The first obstacle was after about 10km when there was a horse and its owner getting a bit stressed with all the runners going past. We had to slow down to get past them. They weren’t far from a road so hopefully it didn’t take them long to get off the path. At this point we met up with Lorna (I learned there are quite a few Lorna’s in the ultra-marathon world) and another of their friends (Carrie) and we settled into a nice rhythm and had a good chat. I was also aware that the Scottish version of flat is far from the Dutch version. This was quoted as being a flat course but I think they should change it to “flat unless you have done all your training in and around Amsterdam”. It wasn’t really a problem at this stage but I was aware that it was an out and back run and that all the nice downhills I came across were going to be uphill on the way back. The route goes along an old railway line that is now a path and tarred about 70% of the way. I was glad the weather was perfect as it could have been tough had it become muddy.
I had my chief cheer squat with me. Mum had Brian with her in the car and they stopped at many places along the way. The pressure was on Mum to find as many stops as possible to see me as Brian and my in-laws had successfully got her round London marathon to see me in 2011.

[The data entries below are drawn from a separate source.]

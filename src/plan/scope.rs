//! Variable scope for one plan invocation
//!
//! Scopes are persistent: binding a name returns a new scope and leaves the
//! original untouched, so a lambda body or a later step never leaks bindings
//! back into a sibling. Bindings keep the order they were made in; rebinding
//! a name replaces its value in place.

use super::value::PlanValue;
use std::sync::Arc;

#[derive(Debug, Clone, Default)]
pub struct Scope {
    vars: Arc<Vec<(String, Arc<PlanValue>)>>,
}

impl Scope {
    pub fn new() -> Self {
        Self::default()
    }

    /// Scope seeded with a plan's parameters
    pub fn from_params(params: impl IntoIterator<Item = (String, PlanValue)>) -> Self {
        params
            .into_iter()
            .fold(Self::new(), |scope, (name, value)| scope.with(name, value))
    }

    fn position(&self, name: &str) -> Option<usize> {
        self.vars.iter().position(|(bound, _)| bound == name)
    }

    pub fn get(&self, name: &str) -> Option<&PlanValue> {
        self.position(name).map(|i| self.vars[i].1.as_ref())
    }

    pub fn contains(&self, name: &str) -> bool {
        self.position(name).is_some()
    }

    /// This scope plus one binding
    #[must_use]
    pub fn with(&self, name: impl Into<String>, value: PlanValue) -> Scope {
        let name = name.into();
        let mut vars = (*self.vars).clone();
        match self.position(&name) {
            Some(i) => vars[i].1 = Arc::new(value),
            None => vars.push((name, Arc::new(value))),
        }
        Scope {
            vars: Arc::new(vars),
        }
    }

    /// Bound names in binding order
    pub fn names(&self) -> Vec<&str> {
        self.vars.iter().map(|(name, _)| name.as_str()).collect()
    }
}
//! Orchestrator transport: tasks run as jobs submitted to an HTTP job API
//!
//! There is no session. Each action is one job scoped to the target's host:
//! submit, poll until the job leaves the running states, then read the node
//! result. Commands are wrapped in the `tether_shim::command` task that the
//! orchestrator's agents ship with.

use crate::error::TransportError;
use crate::models::{Action, ActionKind, CommandOutput};
use crate::result::Payload;
use crate::target::{Target, TransportConfig, TransportKind};
use crate::transports::{
    effective_config, opt, unsupported, Connection, OptionSpec, OptionType, RunOptions, Transport,
};
use async_trait::async_trait;
use serde::Deserialize;
use serde_json::{json, Map, Value};
use std::path::{Path, PathBuf};
use std::time::{Duration, Instant};
use tracing::{debug, info};

type TResult<T> = std::result::Result<T, TransportError>;

pub const OPTIONS: &[OptionSpec] = &[
    opt("host", OptionType::String, false),
    opt("service-url", OptionType::String, true),
    opt("token", OptionType::String, true),
    opt("token-file", OptionType::String, true),
    opt("environment", OptionType::String, false),
    opt("job-poll-interval", OptionType::Integer, false),
    opt("job-poll-timeout", OptionType::Integer, false),
];

pub fn defaults() -> TransportConfig {
    let mut config = TransportConfig::new();
    config.insert("environment", "production");
    config.insert("job-poll-interval", 1);
    config.insert("job-poll-timeout", 300);
    config
}

/// Task that runs an arbitrary shell command on the agent side
pub const COMMAND_TASK: &str = "tether_shim::command";

pub struct OrchestratorTransport {
    defaults: TransportConfig,
    project_root: PathBuf,
    client: reqwest::Client,
}

impl OrchestratorTransport {
    pub fn new(options: TransportConfig, project_root: &Path) -> Self {
        let mut defaults = defaults();
        defaults.merge(&options);
        Self {
            defaults,
            project_root: project_root.to_path_buf(),
            client: reqwest::Client::new(),
        }
    }

    fn read_token(&self, config: &TransportConfig, target: &Target) -> TResult<String> {
        if let Some(token) = config.get_str("token") {
            return Ok(token.to_string());
        }
        let path = match config.get_str("token-file") {
            Some(file) => self.project_root.join(file),
            None => {
                let home = std::env::var("HOME").unwrap_or_default();
                PathBuf::from(home).join(".tether").join("token")
            }
        };
        std::fs::read_to_string(&path)
            .map(|t| t.trim().to_string())
            .map_err(|e| TransportError::Authentication {
                target: target.name.clone(),
                message: format!("Cannot read token file {}: {}", path.display(), e),
            })
    }
}

#[async_trait]
impl Transport for OrchestratorTransport {
    fn kind(&self) -> TransportKind {
        TransportKind::Orchestrator
    }

    fn supports(&self, action: ActionKind) -> bool {
        matches!(action, ActionKind::Command | ActionKind::Task)
    }

    async fn connect(&self, target: &Target) -> TResult<Box<dyn Connection>> {
        let config = effective_config(&self.defaults, target);
        let service_url = config
            .get_str("service-url")
            .ok_or_else(|| TransportError::Connection {
                target: target.name.clone(),
                message: "Orchestrator service-url is not configured".to_string(),
            })?
            .trim_end_matches('/')
            .to_string();
        let token = self.read_token(&config, target)?;
        let node = config
            .get_str("host")
            .unwrap_or(target.name.as_str())
            .to_string();

        Ok(Box::new(OrchestratorConnection {
            target: target.clone(),
            client: self.client.clone(),
            service_url,
            token,
            node,
            environment: config
                .get_str("environment")
                .unwrap_or("production")
                .to_string(),
            poll_interval: Duration::from_secs(config.get_u64("job-poll-interval").unwrap_or(1)),
            poll_timeout: Duration::from_secs(config.get_u64("job-poll-timeout").unwrap_or(300)),
        }))
    }
}

#[derive(Debug, Deserialize)]
struct JobRef {
    id: String,
    name: String,
}

#[derive(Debug, Deserialize)]
struct SubmitResponse {
    job: JobRef,
}

#[derive(Debug, Deserialize)]
struct JobStatus {
    state: String,
}

#[derive(Debug, Deserialize)]
struct NodeResult {
    name: String,
    state: String,
    #[serde(default)]
    result: Value,
}

#[derive(Debug, Deserialize)]
struct NodeList {
    items: Vec<NodeResult>,
}

pub struct OrchestratorConnection {
    target: Target,
    client: reqwest::Client,
    service_url: String,
    token: String,
    node: String,
    environment: String,
    poll_interval: Duration,
    poll_timeout: Duration,
}

impl OrchestratorConnection {
    fn lost(&self, message: String) -> TransportError {
        TransportError::ConnectionLost {
            target: self.target.name.clone(),
            message,
        }
    }

    async fn request<T: serde::de::DeserializeOwned>(
        &self,
        request: reqwest::RequestBuilder,
    ) -> TResult<T> {
        let response = request
            .header("X-Authentication", self.token.as_str())
            .send()
            .await
            .map_err(|e| TransportError::Connection {
                target: self.target.name.clone(),
                message: format!("Orchestrator request failed: {}", e),
            })?;
        let status = response.status();
        if status == reqwest::StatusCode::UNAUTHORIZED || status == reqwest::StatusCode::FORBIDDEN {
            return Err(TransportError::Authentication {
                target: self.target.name.clone(),
                message: format!("Orchestrator rejected the token ({})", status),
            });
        }
        if !status.is_success() {
            let body = response.text().await.unwrap_or_default();
            return Err(TransportError::Execution(format!(
                "Orchestrator returned {}: {}",
                status, body
            )));
        }
        response
            .json::<T>()
            .await
            .map_err(|e| self.lost(format!("Malformed orchestrator response: {}", e)))
    }

    /// Submit a task job for this node and wait for its result
    async fn run_task(&self, task: &str, params: &Map<String, Value>, noop: bool) -> TResult<NodeResult> {
        let body = json!({
            "environment": self.environment,
            "task": task,
            "params": params,
            "noop": noop,
            "scope": { "nodes": [self.node] },
        });
        let submitted: SubmitResponse = self
            .request(
                self.client
                    .post(format!("{}/orchestrator/v1/command/task", self.service_url))
                    .json(&body),
            )
            .await?;
        info!("Submitted job {} for {}", submitted.job.name, self.target);

        let job_url = format!("{}/orchestrator/v1/jobs/{}", self.service_url, submitted.job.name);
        let started = Instant::now();
        loop {
            let status: JobStatus = self.request(self.client.get(job_url.as_str())).await?;
            debug!("Job {} is {}", submitted.job.id, status.state);
            if matches!(status.state.as_str(), "finished" | "failed" | "stopped") {
                break;
            }
            if started.elapsed() >= self.poll_timeout {
                return Err(TransportError::Timeout {
                    seconds: self.poll_timeout.as_secs(),
                });
            }
            tokio::time::sleep(self.poll_interval).await;
        }

        let nodes: NodeList = self
            .request(self.client.get(format!("{}/nodes", job_url)))
            .await?;
        nodes
            .items
            .into_iter()
            .find(|n| n.name == self.node)
            .ok_or_else(|| {
                TransportError::Execution(format!(
                    "Job {} has no result for node {}",
                    submitted.job.name, self.node
                ))
            })
    }
}

/// Task payload for one node; a failed node gets a non-zero exit code
fn task_payload(node: NodeResult) -> Payload {
    let failed = node.state != "finished";
    let message = node
        .result
        .pointer("/_error/msg")
        .and_then(Value::as_str)
        .unwrap_or_default()
        .to_string();
    Payload::Task {
        value: node.result,
        output: CommandOutput {
            exit_code: if failed { 1 } else { 0 },
            stderr: message,
            ..Default::default()
        },
    }
}

fn command_payload(node: NodeResult) -> Payload {
    let field = |key: &str| {
        node.result
            .get(key)
            .and_then(Value::as_str)
            .unwrap_or_default()
            .to_string()
    };
    let exit_code = node
        .result
        .get("exit_code")
        .and_then(Value::as_i64)
        .map(|c| c as i32)
        .unwrap_or(if node.state == "finished" { 0 } else { 1 });
    Payload::Command(CommandOutput {
        stdout: field("stdout"),
        stderr: field("stderr"),
        exit_code,
        ..Default::default()
    })
}

#[async_trait]
impl Connection for OrchestratorConnection {
    fn target(&self) -> &Target {
        &self.target
    }

    async fn run(&mut self, action: &Action, options: &RunOptions) -> TResult<Payload> {
        match action {
            Action::Task { task, params } => {
                let node = self.run_task(&task.name, params, options.noop).await?;
                Ok(task_payload(node))
            }
            Action::Command { command, env } => {
                let mut params = Map::new();
                params.insert("command".to_string(), Value::from(command.clone()));
                if !env.is_empty() {
                    params.insert("env".to_string(), json!(env));
                }
                let node = self.run_task(COMMAND_TASK, &params, false).await?;
                Ok(command_payload(node))
            }
            other => Err(unsupported(TransportKind::Orchestrator, other.kind())),
        }
    }
}

#[cfg(test)]
mod tests {
    use super::*;

    fn node(state: &str, result: Value) -> NodeResult {
        NodeResult {
            name: "web1".to_string(),
            state: state.to_string(),
            result,
        }
    }

    #[test]
    fn test_failed_node_becomes_failed_task() {
        let payload = task_payload(node("failed", json!({"_error": {"msg": "no such package"}})));
        let Payload::Task { output, .. } = payload else {
            panic!("expected task payload");
        };
        assert_eq!(output.exit_code, 1);
        assert_eq!(output.stderr, "no such package");
    }

    #[test]
    fn test_command_result_fields() {
        let payload = command_payload(node(
            "finished",
            json!({"stdout": "up 3 days", "stderr": "", "exit_code": 0}),
        ));
        assert!(matches!(payload, Payload::Command(o) if o.stdout == "up 3 days" && o.success()));
    }

    #[test]
    fn test_supported_actions() {
        let transport = OrchestratorTransport::new(TransportConfig::new(), Path::new("."));
        assert!(transport.supports(ActionKind::Task));
        assert!(transport.supports(ActionKind::Command));
        assert!(!transport.supports(ActionKind::Upload));
        assert!(!transport.supports(ActionKind::Script));
    }

    #[tokio::test]
    async fn test_missing_service_url_is_connection_error() {
        let transport = OrchestratorTransport::new(TransportConfig::new(), Path::new("."));
        let target = Target::parse("pcp://web1", TransportKind::Orchestrator).unwrap();
        let result = transport.connect(&target).await;
        assert!(matches!(result, Err(TransportError::Connection { .. })));
    }
}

Close to the half way mark, Caroline and family were waiting to cheer me on, what a lift! The kids ran a few meters with us, it was so sweet. So we made it to half way and at this point the two ladies got away from us. I saw my cheer squat again and then settled into the way home. The conversation got less and I had to start working on a bit of mental strength to keep me going. Stuart stopped for a pit stop around 30km and this was when I started to struggle. I was on my own now. Luckily, he caught up with me and for some reason I got some energy from this and it got a bit easier again. And then we hit some hills… I could no longer keep up with Stuart but I didn’t worry too much and just focused on keeping going (I can hear some of the experienced Scottish ultra marathoners laughing at me now – “ha ha, it’s a flat course!”). There were a few short steep inclines and a very long gradual incline. At one point a man said to me “it’s all downhill now” for us to turn a corner and hit another short hill. But he insisted that after this one it would be all downhill.
During this section we hit the marathon point – 3:39, not too bad, I thought to myself. I hadn’t seen Brian and Mum for a bit so got a lift around 47km when I saw them above me on a bridge. I think the downhill into Aberdeen really saved me and let me keep my pace up. I was slowing slightly but no more than I expected. I wasn’t sure exactly how far I was from the end so when I came to the end of the path and saw the entrance to Duthy Park I got such a surprise. With a smile on my face I ran the last few meters to the end of the run. I had so many people to see me finish: Mum, Brian, Caroline and family and my sister and family. It was absolutely perfect. I had run it in 4 hours and 39 minutes and was the 10th lady.
I collected my medal – made from a jar lid and a goody bag that included a beer with a special D33 Ultra label, instantly seized up and we headed off for food…
The organisers did an amazing job. It is a small event with less than 500 participants which can only happen because of people volunteering. I think it is always important to remember, when we do any event, that without the volunteers it couldn’t take place. I am also very grateful to my friend Caroline, her husband Tom and their patient kids Connor and Iona for taking great care of us and making it all very stress free.